**Supplied material**
========

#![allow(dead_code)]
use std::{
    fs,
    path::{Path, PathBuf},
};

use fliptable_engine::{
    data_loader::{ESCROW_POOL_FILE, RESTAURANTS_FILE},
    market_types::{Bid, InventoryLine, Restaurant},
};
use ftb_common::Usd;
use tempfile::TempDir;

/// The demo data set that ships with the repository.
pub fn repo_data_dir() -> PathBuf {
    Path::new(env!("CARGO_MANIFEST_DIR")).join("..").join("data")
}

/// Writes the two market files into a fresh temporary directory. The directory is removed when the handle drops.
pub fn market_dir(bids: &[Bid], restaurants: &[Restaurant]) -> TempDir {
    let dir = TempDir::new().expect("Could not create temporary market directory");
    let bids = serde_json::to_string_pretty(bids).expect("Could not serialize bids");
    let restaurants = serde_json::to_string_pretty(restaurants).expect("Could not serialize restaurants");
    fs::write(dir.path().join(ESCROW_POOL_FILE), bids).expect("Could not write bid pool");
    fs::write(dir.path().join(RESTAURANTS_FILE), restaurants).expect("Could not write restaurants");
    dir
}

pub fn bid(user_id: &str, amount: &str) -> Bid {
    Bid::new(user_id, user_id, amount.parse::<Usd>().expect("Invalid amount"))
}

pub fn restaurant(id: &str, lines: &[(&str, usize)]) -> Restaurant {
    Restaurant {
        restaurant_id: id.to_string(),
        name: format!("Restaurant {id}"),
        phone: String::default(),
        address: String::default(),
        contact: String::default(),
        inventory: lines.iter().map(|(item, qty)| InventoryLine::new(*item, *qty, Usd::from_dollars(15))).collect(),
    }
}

========

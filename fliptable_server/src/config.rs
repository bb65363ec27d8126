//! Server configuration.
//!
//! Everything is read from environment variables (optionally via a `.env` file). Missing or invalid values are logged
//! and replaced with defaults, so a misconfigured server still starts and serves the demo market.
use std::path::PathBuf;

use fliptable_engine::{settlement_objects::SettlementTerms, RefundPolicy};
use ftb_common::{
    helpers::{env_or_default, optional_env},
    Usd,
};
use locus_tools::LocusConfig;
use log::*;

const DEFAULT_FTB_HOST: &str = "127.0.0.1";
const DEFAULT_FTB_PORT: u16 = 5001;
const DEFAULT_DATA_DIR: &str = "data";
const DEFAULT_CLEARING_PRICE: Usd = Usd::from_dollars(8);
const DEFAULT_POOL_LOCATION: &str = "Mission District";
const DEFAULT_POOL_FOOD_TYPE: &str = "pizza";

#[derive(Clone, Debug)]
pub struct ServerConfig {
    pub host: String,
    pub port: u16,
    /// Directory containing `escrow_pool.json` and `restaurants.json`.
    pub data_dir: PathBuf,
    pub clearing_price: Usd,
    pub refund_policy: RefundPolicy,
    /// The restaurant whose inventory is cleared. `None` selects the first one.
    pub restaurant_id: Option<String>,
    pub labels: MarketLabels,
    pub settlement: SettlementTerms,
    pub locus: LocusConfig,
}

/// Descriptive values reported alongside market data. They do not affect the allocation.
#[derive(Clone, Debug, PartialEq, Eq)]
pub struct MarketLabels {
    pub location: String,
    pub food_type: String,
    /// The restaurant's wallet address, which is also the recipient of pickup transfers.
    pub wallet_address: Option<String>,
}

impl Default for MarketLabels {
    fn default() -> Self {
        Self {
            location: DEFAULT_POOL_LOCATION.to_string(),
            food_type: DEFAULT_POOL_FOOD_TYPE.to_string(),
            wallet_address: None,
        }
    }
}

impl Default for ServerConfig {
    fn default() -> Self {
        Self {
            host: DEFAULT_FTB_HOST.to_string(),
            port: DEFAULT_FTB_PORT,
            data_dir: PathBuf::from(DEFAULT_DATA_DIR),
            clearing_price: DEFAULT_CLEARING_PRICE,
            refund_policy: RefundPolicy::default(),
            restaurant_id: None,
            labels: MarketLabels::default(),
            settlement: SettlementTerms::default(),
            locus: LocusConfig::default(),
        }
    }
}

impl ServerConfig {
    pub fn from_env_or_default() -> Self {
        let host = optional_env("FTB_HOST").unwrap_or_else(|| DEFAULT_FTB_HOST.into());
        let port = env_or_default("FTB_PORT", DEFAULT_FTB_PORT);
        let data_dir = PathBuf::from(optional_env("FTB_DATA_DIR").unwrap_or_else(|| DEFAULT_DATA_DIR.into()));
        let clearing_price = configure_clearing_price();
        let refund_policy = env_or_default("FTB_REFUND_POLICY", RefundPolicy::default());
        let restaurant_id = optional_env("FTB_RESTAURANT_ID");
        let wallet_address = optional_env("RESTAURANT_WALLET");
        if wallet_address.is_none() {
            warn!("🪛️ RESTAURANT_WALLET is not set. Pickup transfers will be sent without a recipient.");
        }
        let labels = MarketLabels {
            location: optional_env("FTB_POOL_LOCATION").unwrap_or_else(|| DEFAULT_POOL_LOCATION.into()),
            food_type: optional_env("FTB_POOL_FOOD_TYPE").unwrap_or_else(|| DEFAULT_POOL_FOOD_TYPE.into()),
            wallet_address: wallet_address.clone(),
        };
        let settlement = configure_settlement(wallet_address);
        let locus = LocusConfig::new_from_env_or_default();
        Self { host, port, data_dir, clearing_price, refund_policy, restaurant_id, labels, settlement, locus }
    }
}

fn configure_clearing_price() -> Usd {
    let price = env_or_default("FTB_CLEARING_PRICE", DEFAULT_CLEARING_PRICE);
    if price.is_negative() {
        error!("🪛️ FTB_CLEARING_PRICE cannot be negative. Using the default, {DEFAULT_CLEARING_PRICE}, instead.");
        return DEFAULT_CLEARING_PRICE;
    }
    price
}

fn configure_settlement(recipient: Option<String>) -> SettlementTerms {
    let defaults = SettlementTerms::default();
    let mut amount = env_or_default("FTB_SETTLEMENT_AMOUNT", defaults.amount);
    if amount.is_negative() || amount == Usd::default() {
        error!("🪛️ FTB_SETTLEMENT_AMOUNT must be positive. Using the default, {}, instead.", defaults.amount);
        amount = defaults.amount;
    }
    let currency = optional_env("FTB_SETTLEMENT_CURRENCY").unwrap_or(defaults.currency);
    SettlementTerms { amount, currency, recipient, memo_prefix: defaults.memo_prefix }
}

========

**The task**
Where the string "Using" occurs in a line of the listing, copy the line.

**Exercise answer**
        error!("🪛️ FTB_CLEARING_PRICE cannot be negative. Using the default, {DEFAULT_CLEARING_PRICE}, instead.");
        error!("🪛️ FTB_SETTLEMENT_AMOUNT must be positive. Using the default, {}, instead.", defaults.amount);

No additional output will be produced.